Le récit fut bref, concis. À l’instar de Morosini, M me de Sommières savait raconter sans fioritures inutiles. Pourtant, elle ne put s’empêcher de revenir sur la personnalité de Luisa de Vargas. Peut-être parce qu’elle ne doutait pas un seul instant qu’elle lui eût dit la vérité. Qu’elle fût brutale, cassante, aucun doute là-dessus mais, à cause de ce tempérament abrupt, elle devait juger indigne d’elle de déguiser si peu que ce soit sa façon de voir les choses… Aldo l’observait. Il lui en fit la remarque :
— Ma parole, elle vous a séduite ?
— Pas le moins du monde ! Ce qu’elle m’inspire, c’est un certain… respect. Je la crois à la poursuite d’un rêve et sans doute prête à tout pour le réaliser. À condition qu’il soit encore possible !

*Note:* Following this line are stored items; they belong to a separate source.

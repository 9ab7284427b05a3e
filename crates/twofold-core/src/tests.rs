#[cfg(test)]
mod tests {
    use crate::commands::PlayerCommand;
    use crate::enums::*;
    use crate::error::EngineError;
    use crate::events::GameEvent;
    use crate::state::{GameStateSnapshot, ScoreView};
    use crate::types::{MoveOutcome, SpawnedTile};

    #[test]
    fn test_direction_deltas() {
        assert_eq!(Direction::Up.delta(), (-1, 0));
        assert_eq!(Direction::Down.delta(), (1, 0));
        assert_eq!(Direction::Left.delta(), (0, -1));
        assert_eq!(Direction::Right.delta(), (0, 1));
    }

    #[test]
    fn test_direction_from_index() {
        for (i, dir) in (0u8..).zip(Direction::ALL) {
            assert_eq!(Direction::from_index(i).unwrap(), dir);
        }
        assert_eq!(
            Direction::from_index(4),
            Err(EngineError::InvalidDirection("4".to_string()))
        );
    }

    #[test]
    fn test_direction_parse() {
        assert_eq!("UP".parse::<Direction>().unwrap(), Direction::Up);
        assert_eq!(" left ".parse::<Direction>().unwrap(), Direction::Left);
        assert_eq!("r".parse::<Direction>().unwrap(), Direction::Right);
        assert!(matches!(
            "diagonal".parse::<Direction>(),
            Err(EngineError::InvalidDirection(_))
        ));
        for dir in Direction::ALL {
            assert_eq!(dir.to_string().parse::<Direction>().unwrap(), dir);
        }
    }

    /// Directions serialize as lowercase names.
    #[test]
    fn test_direction_serde() {
        let json = serde_json::to_string(&Direction::Down).unwrap();
        assert_eq!(json, "\"down\"");
        let back: Direction = serde_json::from_str(&json).unwrap();
        assert_eq!(back, Direction::Down);
        assert!(serde_json::from_str::<Direction>("\"sideways\"").is_err());
    }

    /// Verify PlayerCommand round-trips through serde (tagged union).
    #[test]
    fn test_player_command_serde() {
        let commands = vec![
            PlayerCommand::Slide {
                direction: Direction::Left,
            },
            PlayerCommand::NewGame,
            PlayerCommand::ResetGame,
            PlayerCommand::Quit,
        ];
        for cmd in &commands {
            let json = serde_json::to_string(cmd).unwrap();
            let back: PlayerCommand = serde_json::from_str(&json).unwrap();
            assert_eq!(*cmd, back);
        }

        let parsed: PlayerCommand =
            serde_json::from_str(r#"{"type":"Slide","direction":"up"}"#).unwrap();
        assert_eq!(
            parsed,
            PlayerCommand::Slide {
                direction: Direction::Up
            }
        );
    }

    #[test]
    fn test_game_event_serde() {
        let events = vec![
            GameEvent::Slid {
                direction: Direction::Right,
                score_delta: 8,
            },
            GameEvent::TileSpawned {
                row: 1,
                col: 3,
                value: 4,
            },
            GameEvent::NewBestScore { score: 1024 },
            GameEvent::RoundStarted { played_round: 7 },
            GameEvent::GameOver { score: 2000 },
        ];
        for event in &events {
            let json = serde_json::to_string(event).unwrap();
            let back: GameEvent = serde_json::from_str(&json).unwrap();
            assert_eq!(*event, back);
        }
    }

    #[test]
    fn test_snapshot_serde() {
        let snapshot = GameStateSnapshot {
            phase: GamePhase::Playing,
            rows: 2,
            cols: 2,
            grid: vec![vec![2, 0], vec![0, 16]],
            score: ScoreView {
                score: 12,
                best: 40,
                played_round: 3,
            },
            terminal: false,
            events: vec![GameEvent::NewBestScore { score: 12 }],
        };
        let json = serde_json::to_string(&snapshot).unwrap();
        let back: GameStateSnapshot = serde_json::from_str(&json).unwrap();
        assert_eq!(snapshot, back);
        assert_eq!(back.max_tile(), 16);
        assert_eq!(GameStateSnapshot::default().max_tile(), 0);
    }

    #[test]
    fn test_outcome_defaults() {
        assert_eq!(MoveOutcome::default(), MoveOutcome::NONE);
        let tile = SpawnedTile {
            row: 0,
            col: 1,
            value: 2,
        };
        let json = serde_json::to_string(&tile).unwrap();
        assert_eq!(serde_json::from_str::<SpawnedTile>(&json).unwrap(), tile);
    }

    #[test]
    fn test_error_messages() {
        assert_eq!(
            EngineError::InvalidDimensions { rows: 0, cols: 4 }.to_string(),
            "invalid grid dimensions 0x4"
        );
        assert!(EngineError::InvalidTile { value: 3 }
            .to_string()
            .contains("power of two"));
    }
}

— Je crois, moi, fit Adalbert, que ces gens ont décidé de mettre la main sur la fortune de Vauxbrun dans le dessein, élémentairement simple, de rétablir des finances en voie de disparition. Sinon, pourquoi l’installation précipitée rue de Lille et les objets de valeur qui en sont prélevés ?
— D’accord, reprit Aldo, mais pourquoi Vauxbrun ? Ce que je voudrais savoir, c’est qui l’a fait entrer dans le jeu. Qui est le personnage – un ami, paraît-il ? – qui l’a envoyé à Biarritz pour y rencontrer les Mexicains ? Bailey m’a dit qu’il avait voulu assister à une vente de château où il y avait des pièces intéressantes. Or le XVIII e siècle n’est pas l’époque préférée au Pays basque. D’autre part, Tante Amélie vient de nous apprendre qu’il s’agissait plutôt de le rendre sensible au sort des Vargas, afin de les guider en quelque sorte dans leur projet de racheter la maison en question. Alors, qui a servi d’intermédiaire entre les Américains de Miguel – donc la famille ! – et Vauxbrun ?
— Bailey ne le sait pas ?
— Il ne me l’a pas dit mais…
Aldo consulta sa montre :
— Je vais l’appeler au téléphone. Il doit être encore au magasin…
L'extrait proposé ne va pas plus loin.